According to Eating Disorder Hope, eating disorders do not discriminate. These disorders are complex mental afflictions that can affect anyone, regardless of age, sex or race.
While this is true, globally there is a high prevalence of eating disorders among young children and teenagers.
We approached clinical psychologist Janet Earl to help us answer common questions about the topic.
1. As a parent, what signs should I be looking out for in my child/teenager?
It is very important for parents to be aware of potential warning signs of an underlying eating disorder because the earlier one intervenes and gets treatment, the better the prognosis. Warning signs include (but are not limited to):
- Strict dieting, and eating becoming increasingly more restrictive
- Often refusing to eat certain foods or food groups
- Excessive amounts of food disappearing (potential bingeing)
- Habitual trips to the bathroom after meals/eating
- Social withdrawal (one of the earliest and key warning signs)
- Avoidance of eating meals with family or friends and of situations where food is present
- Increased preoccupation with food
- Exercising excessively and compulsively
- Mood changes, such as increased irritability
- Frequent and compulsive weighing, as well as increased preoccupation with weight and body shape
- Amenorrhoea (loss of menstruation) or menstrual irregularity
- Increased tiredness
2. I heard that eating disorders are not restricted to anorexia or losing weight. What is your comment on binge eating? How prevalent is it?

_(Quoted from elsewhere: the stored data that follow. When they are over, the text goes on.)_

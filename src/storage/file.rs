//! File-backed store.

use std::fs;
use std::path::{Path, PathBuf};

use tracing::debug;

use super::error::Result;
use super::traits::{validate_key, SnapshotStore};

/// Snapshot store keeping one file per key.
///
/// # File Format
///
/// `room:ABC234` is stored as `room.ABC234.bin` in the base directory.
/// Writes go to a temporary file first and are renamed into place, so a
/// crash mid-write leaves the previous snapshot intact.
#[derive(Debug)]
pub struct FileStore {
    base_dir: PathBuf,
}

impl FileStore {
    /// Open a store rooted at `base_dir`, creating the directory if needed.
    pub fn new(base_dir: impl AsRef<Path>) -> Result<Self> {
        let base_dir = base_dir.as_ref().to_path_buf();
        fs::create_dir_all(&base_dir)?;
        Ok(Self { base_dir })
    }

    #[must_use]
    pub fn base_dir(&self) -> &Path {
        &self.base_dir
    }

    fn path(&self, key: &str) -> PathBuf {
        self.base_dir.join(format!("{}.bin", key.replace(':', ".")))
    }
}

impl SnapshotStore for FileStore {
    fn put(&self, key: &str, bytes: &[u8]) -> Result<()> {
        validate_key(key)?;
        let path = self.path(key);
        let temp_path = path.with_extension("bin.tmp");

        fs::write(&temp_path, bytes)?;
        fs::rename(&temp_path, &path)?;

        debug!(key, path = %path.display(), "snapshot written");
        Ok(())
    }

    fn get(&self, key: &str) -> Result<Option<Vec<u8>>> {
        validate_key(key)?;
        let path = self.path(key);
        if !path.exists() {
            return Ok(None);
        }
        Ok(Some(fs::read(&path)?))
    }

    fn delete(&self, key: &str) -> Result<()> {
        validate_key(key)?;
        let path = self.path(key);
        if path.exists() {
            fs::remove_file(&path)?;
            debug!(key, "snapshot deleted");
        }
        Ok(())
    }

    fn keys(&self, prefix: &str) -> Result<Vec<String>> {
        let mut keys = Vec::new();
        for entry in fs::read_dir(&self.base_dir)? {
            let path = entry?.path();
            let Some(stem) = path
                .file_name()
                .and_then(|s| s.to_str())
                .and_then(|s| s.strip_suffix(".bin"))
            else {
                continue;
            };
            let key = stem.replace('.', ":");
            if key.starts_with(prefix) && validate_key(&key).is_ok() {
                keys.push(key);
            }
        }
        keys.sort_unstable();
        Ok(keys)
    }
}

The three main types of eating disorders identified in the DSM 5 (diagnostic manual) are anorexia nervosa, bulimia nervosa and binge eating disorder. Of the three, binge eating disorder is the most common. It affects a broader range of people than anorexia and bulimia. It is quite common especially among those who are obese and in chronic dieters. The gender distribution is also more even with about a third of cases being male.
The age range is also broader, stretching from teens to middle age. While binge eating disorder is a full-blown eating disorder (i.e. it can be diagnosed), one also sees disordered eating or emotional eating. Binge eating is a common feature of emotional eating.

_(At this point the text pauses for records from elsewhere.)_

//! Card, minion and weapon instances - runtime card state.
//!
//! - `CardInstance`: a copy of a catalog card sitting in a deck or hand
//! - `MinionInstance`: a minion on the board, with current stats
//! - `WeaponInstance`: the weapon a hero has equipped
//!
//! Minions and weapons copy the template's keyword set on creation and
//! mutate their own copy from then on.

use serde::{Deserialize, Serialize};

use super::definition::{Card, CardId};
use super::keywords::{Keyword, KeywordSet};
use crate::core::EntityId;
use crate::effects::TokenSpec;

/// A unique-id'd copy of a card living in a deck or hand.
#[derive(Clone, Debug, PartialEq, Eq, Serialize, Deserialize)]
pub struct CardInstance {
    pub id: EntityId,
    pub card: Card,
}

impl CardInstance {
    #[must_use]
    pub fn new(id: EntityId, card: Card) -> Self {
        Self { id, card }
    }
}

/// A minion on the board.
#[derive(Clone, Debug, PartialEq, Eq, Serialize, Deserialize)]
#[serde(rename_all = "camelCase")]
pub struct MinionInstance {
    pub id: EntityId,
    pub card_id: CardId,
    pub name: String,
    pub attack: i32,
    pub health: i32,
    pub max_health: i32,
    pub keywords: KeywordSet,
    pub has_divine_shield: bool,
    /// False the turn it enters play unless it has Rush or Charge.
    pub can_attack: bool,
    pub attacks_this_turn: u8,
    /// Set until its owner's next turn starts. Rush minions cannot attack
    /// heroes while this is set.
    pub summoned_this_turn: bool,
}

impl MinionInstance {
    /// Bring a minion card into play.
    #[must_use]
    pub fn summon(id: EntityId, card: &Card) -> Self {
        Self::fresh(id, card.id, card.name.clone(), card.attack, card.health, card.keywords)
    }

    /// Bring a token into play.
    #[must_use]
    pub fn from_token(id: EntityId, token: &TokenSpec) -> Self {
        Self::fresh(id, token.card_id, token.name.clone(), token.attack, token.health, token.keywords)
    }

    fn fresh(id: EntityId, card_id: CardId, name: String, attack: i32, health: i32, keywords: KeywordSet) -> Self {
        Self {
            id,
            card_id,
            name,
            attack,
            health,
            max_health: health,
            keywords,
            has_divine_shield: keywords.contains(Keyword::DivineShield),
            can_attack: keywords.contains(Keyword::Rush) || keywords.contains(Keyword::Charge),
            attacks_this_turn: 0,
            summoned_this_turn: true,
        }
    }

    #[must_use]
    pub fn has_keyword(&self, keyword: Keyword) -> bool {
        self.keywords.contains(keyword)
    }

    /// Attacks allowed per turn: two with Windfury, otherwise one.
    #[must_use]
    pub fn max_attacks(&self) -> u8 {
        if self.has_keyword(Keyword::Windfury) { 2 } else { 1 }
    }

    /// True when the minion may still declare an attack this turn.
    #[must_use]
    pub fn ready(&self) -> bool {
        self.can_attack && self.attack > 0 && self.attacks_this_turn < self.max_attacks()
    }

    /// True while the only thing keeping it off heroes is Rush.
    #[must_use]
    pub fn restricted_to_minions(&self) -> bool {
        self.summoned_this_turn && !self.has_keyword(Keyword::Charge)
    }

    /// Apply one damage instance. Returns the damage actually dealt.
    ///
    /// Divine Shield absorbs the whole instance, whatever its size, and
    /// breaks.
    pub fn take_damage(&mut self, amount: i32) -> i32 {
        if amount <= 0 {
            return 0;
        }
        if self.has_divine_shield {
            self.has_divine_shield = false;
            self.keywords.remove(Keyword::DivineShield);
            return 0;
        }
        self.health -= amount;
        amount
    }

    /// Restore health up to max health. Returns the amount restored.
    pub fn heal(&mut self, amount: i32) -> i32 {
        let restored = amount.max(0).min(self.max_health - self.health).max(0);
        self.health += restored;
        restored
    }

    /// Raise (or lower) attack and health. Health buffs raise max health too.
    pub fn buff(&mut self, attack: i32, health: i32) {
        self.attack = (self.attack + attack).max(0);
        self.max_health += health;
        self.health += health;
        if self.health > self.max_health {
            self.health = self.max_health;
        }
    }

    /// Open a new turn for this minion's owner.
    pub fn refresh(&mut self) {
        self.can_attack = true;
        self.attacks_this_turn = 0;
        self.summoned_this_turn = false;
    }

    #[must_use]
    pub fn is_dead(&self) -> bool {
        self.health <= 0
    }
}

/// The weapon a hero has equipped.
#[derive(Clone, Debug, PartialEq, Eq, Serialize, Deserialize)]
#[serde(rename_all = "camelCase")]
pub struct WeaponInstance {
    pub id: EntityId,
    pub card_id: CardId,
    pub name: String,
    pub attack: i32,
    pub durability: i32,
    pub keywords: KeywordSet,
}

impl WeaponInstance {
    #[must_use]
    pub fn equip(id: EntityId, card: &Card) -> Self {
        Self {
            id,
            card_id: card.id,
            name: card.name.clone(),
            attack: card.attack,
            durability: card.durability,
            keywords: card.keywords,
        }
    }

    #[must_use]
    pub fn has_keyword(&self, keyword: Keyword) -> bool {
        self.keywords.contains(keyword)
    }

    #[must_use]
    pub fn max_attacks(&self) -> u8 {
        if self.has_keyword(Keyword::Windfury) { 2 } else { 1 }
    }

    #[must_use]
    pub fn is_broken(&self) -> bool {
        self.durability <= 0
    }
}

3. How do I establish a healthy food environment in my home without making my young daughter or son obsess about food?
The primary goal is to enable our children to establish a healthy relationship with food and with their bodies. It is important to eliminate food as a main focus point in their lives. It is there for fuel and to be enjoyed. Give your child healthy food choices to empower them in the food space. Try and offer healthy food choices but have treat food available for them. Help your children separate food and feelings. Help your child to tune inward and identify their own signals. Are they anxious or are they physically hungry?

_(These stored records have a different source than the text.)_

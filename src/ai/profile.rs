//! Difficulty levels and the profiles they map to.
//!
//! Difficulty is data, not a different algorithm: every level runs the same
//! agent, with the evaluator weights, lethal search budget, mistake rate and
//! pacing taken from its `DifficultyProfile`.

use std::str::FromStr;
use std::time::Duration;

use serde::{Deserialize, Serialize};

/// Named difficulty level.
#[derive(Clone, Copy, Debug, Default, PartialEq, Eq, Hash, Serialize, Deserialize)]
#[serde(rename_all = "SCREAMING_SNAKE_CASE")]
pub enum Difficulty {
    Easy,
    #[default]
    Medium,
    Hard,
    Nightmare,
    MaximumHell,
}

impl Difficulty {
    pub const ALL: [Difficulty; 5] = [
        Difficulty::Easy,
        Difficulty::Medium,
        Difficulty::Hard,
        Difficulty::Nightmare,
        Difficulty::MaximumHell,
    ];

    #[must_use]
    pub fn profile(self) -> DifficultyProfile {
        DifficultyProfile::from_difficulty(self)
    }
}

impl FromStr for Difficulty {
    type Err = ();

    fn from_str(s: &str) -> Result<Self, Self::Err> {
        match s.to_ascii_lowercase().replace(['-', ' '], "_").as_str() {
            "easy" => Ok(Difficulty::Easy),
            "medium" | "normal" => Ok(Difficulty::Medium),
            "hard" => Ok(Difficulty::Hard),
            "nightmare" => Ok(Difficulty::Nightmare),
            "maximum_hell" | "hell" => Ok(Difficulty::MaximumHell),
            _ => Err(()),
        }
    }
}

/// Parameters the agent plays with.
#[derive(Clone, Debug, PartialEq, Serialize, Deserialize)]
#[serde(rename_all = "camelCase")]
pub struct DifficultyProfile {
    /// Penalty per point of enemy board threat (attack-weighted).
    pub board_threat_weight: f64,

    /// Reward for own board value minus enemy board value.
    pub board_presence_weight: f64,

    /// Reward per card of hand-size lead.
    pub card_advantage_weight: f64,

    /// Reward per mana spent this turn.
    pub mana_efficiency_weight: f64,

    /// Reward per point of damage on the enemy hero.
    pub face_weight: f64,

    /// Search for a kill this turn before anything else.
    pub lethal_seeking: bool,

    /// Node budget for the lethal search.
    pub lethal_search_budget: usize,

    /// Probability of taking a random profitable action instead of the best.
    pub mistake_chance: f64,

    /// Pause between actions when pacing a live turn.
    pub think_time: Duration,
}

impl DifficultyProfile {
    #[must_use]
    pub fn from_difficulty(difficulty: Difficulty) -> Self {
        match difficulty {
            Difficulty::Easy => Self {
                board_threat_weight: 0.3,
                board_presence_weight: 0.6,
                card_advantage_weight: 0.2,
                mana_efficiency_weight: 0.3,
                face_weight: 0.3,
                lethal_seeking: false,
                lethal_search_budget: 0,
                mistake_chance: 0.35,
                think_time: Duration::from_millis(1500),
            },
            Difficulty::Medium => Self {
                board_threat_weight: 0.8,
                board_presence_weight: 1.0,
                card_advantage_weight: 0.5,
                mana_efficiency_weight: 0.6,
                face_weight: 0.5,
                lethal_seeking: true,
                lethal_search_budget: 200,
                mistake_chance: 0.15,
                think_time: Duration::from_millis(1200),
            },
            Difficulty::Hard => Self {
                board_threat_weight: 1.2,
                board_presence_weight: 1.0,
                card_advantage_weight: 0.8,
                mana_efficiency_weight: 0.8,
                face_weight: 0.6,
                lethal_seeking: true,
                lethal_search_budget: 2_000,
                mistake_chance: 0.05,
                think_time: Duration::from_millis(900),
            },
            Difficulty::Nightmare => Self {
                board_threat_weight: 1.5,
                board_presence_weight: 1.1,
                card_advantage_weight: 1.0,
                mana_efficiency_weight: 1.0,
                face_weight: 0.8,
                lethal_seeking: true,
                lethal_search_budget: 10_000,
                mistake_chance: 0.01,
                think_time: Duration::from_millis(700),
            },
            Difficulty::MaximumHell => Self {
                board_threat_weight: 2.0,
                board_presence_weight: 1.2,
                card_advantage_weight: 1.2,
                mana_efficiency_weight: 1.2,
                face_weight: 1.0,
                lethal_seeking: true,
                lethal_search_budget: 50_000,
                mistake_chance: 0.0,
                think_time: Duration::from_millis(500),
            },
        }
    }

    /// Set the mistake chance.
    pub fn with_mistake_chance(mut self, chance: f64) -> Self {
        self.mistake_chance = chance.clamp(0.0, 1.0);
        self
    }

    /// Set the pause between paced actions.
    pub fn with_think_time(mut self, think_time: Duration) -> Self {
        self.think_time = think_time;
        self
    }

    /// Enable or disable lethal search.
    pub fn with_lethal_seeking(mut self, enabled: bool, budget: usize) -> Self {
        self.lethal_seeking = enabled;
        self.lethal_search_budget = budget;
        self
    }
}

impl Default for DifficultyProfile {
    fn default() -> Self {
        Self::from_difficulty(Difficulty::default())
    }
}

#[cfg(test)]
mod tests {
    use super::*;

    #[test]
    fn test_from_str() {
        assert_eq!("EASY".parse::<Difficulty>(), Ok(Difficulty::Easy));
        assert_eq!("maximum-hell".parse::<Difficulty>(), Ok(Difficulty::MaximumHell));
        assert_eq!("Maximum Hell".parse::<Difficulty>(), Ok(Difficulty::MaximumHell));
        assert_eq!("normal".parse::<Difficulty>(), Ok(Difficulty::Medium));
        assert_eq!("impossible".parse::<Difficulty>(), Err(()));
    }

    #[test]
    fn test_json_names() {
        assert_eq!(serde_json::to_string(&Difficulty::MaximumHell).unwrap(), r#""MAXIMUM_HELL""#);
    }

    #[test]
    fn test_harder_means_fewer_mistakes_and_deeper_search() {
        let profiles: Vec<_> = Difficulty::ALL.iter().map(|d| d.profile()).collect();
        for pair in profiles.windows(2) {
            assert!(pair[0].mistake_chance >= pair[1].mistake_chance);
            assert!(pair[0].lethal_search_budget <= pair[1].lethal_search_budget);
            assert!(pair[0].think_time >= pair[1].think_time);
        }
        assert!(!Difficulty::Easy.profile().lethal_seeking);
        assert_eq!(Difficulty::MaximumHell.profile().mistake_chance, 0.0);
    }

    #[test]
    fn test_builder_pattern() {
        let profile = DifficultyProfile::default()
            .with_mistake_chance(2.0)
            .with_think_time(Duration::ZERO)
            .with_lethal_seeking(false, 0);

        assert_eq!(profile.mistake_chance, 1.0);
        assert_eq!(profile.think_time, Duration::ZERO);
        assert!(!profile.lethal_seeking);
    }

    #[test]
    fn test_serialization() {
        let profile = Difficulty::Hard.profile();
        let json = serde_json::to_string(&profile).unwrap();
        let restored: DifficultyProfile = serde_json::from_str(&json).unwrap();
        assert_eq!(profile, restored);
    }
}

A useful question is, “What are you hungry for?” It could be physical hunger, or an emotional need for affection. Help them to tune in and identify fullness and hunger. Do not be overly restrictive on treats as this can set up feelings of deprivation. This is key in the development of eating disorders. As parents, it is important to deal with your own issues with food and your body. If you model a healthy relationship with food, your child will be more likely to develop their own healthy relationship with food.
Create a home environment where there is an eating routine and where the body is nourished regularly. Establish regular mealtimes rather than constant snacking.
4. I want to build body confidence in my young teenager. How can I do that?
Poor self-esteem is evident in all eating disorders and often gets linked to a number on the scale. Your teenager may think, "If I achieve a certain weight, I will feel better about myself." This, however, is not true. To build body confidence it is important to build internal self-esteem. Help your teenager to see their body as a whole. (There may be parts they like and parts they don't.) Help them deal with emotional issues so that these don’t get “stored” in the body.
5. My teenager is overweight and I want to help, but I don’t want to do damage. What should I do as a parent?
Focus on building a healthy food environment at home. Do not become a policeman around food. Help your child to build a healthy relationship with food rather than focusing on losing weight. Help them separate food and feelings, and to become more mindful around food. Seek professional help.
6. Many of us still believe that only girls are susceptible to eating disorders. How often do you come across boys with the problem? How can we raise awareness about eating disorders?
While boys are less exposed to general sociocultural pressure to be slim, they are also at risk for eating disorders. Boys are more likely to develop binge eating disorder than anorexia or bulimia. Some, however, do present with anorexia and bulimia.
Boys can manifest what is known as “muscle dysmorphia” or body dysmorphic disorder. This is characterised by a subjective perception of thinness or preoccupation with a perceived small build, and wanting to be larger and more muscular. Boys with this condition focus excessively on diet, exercise and body fat (often using steroids). One can raise awareness through education and early intervention.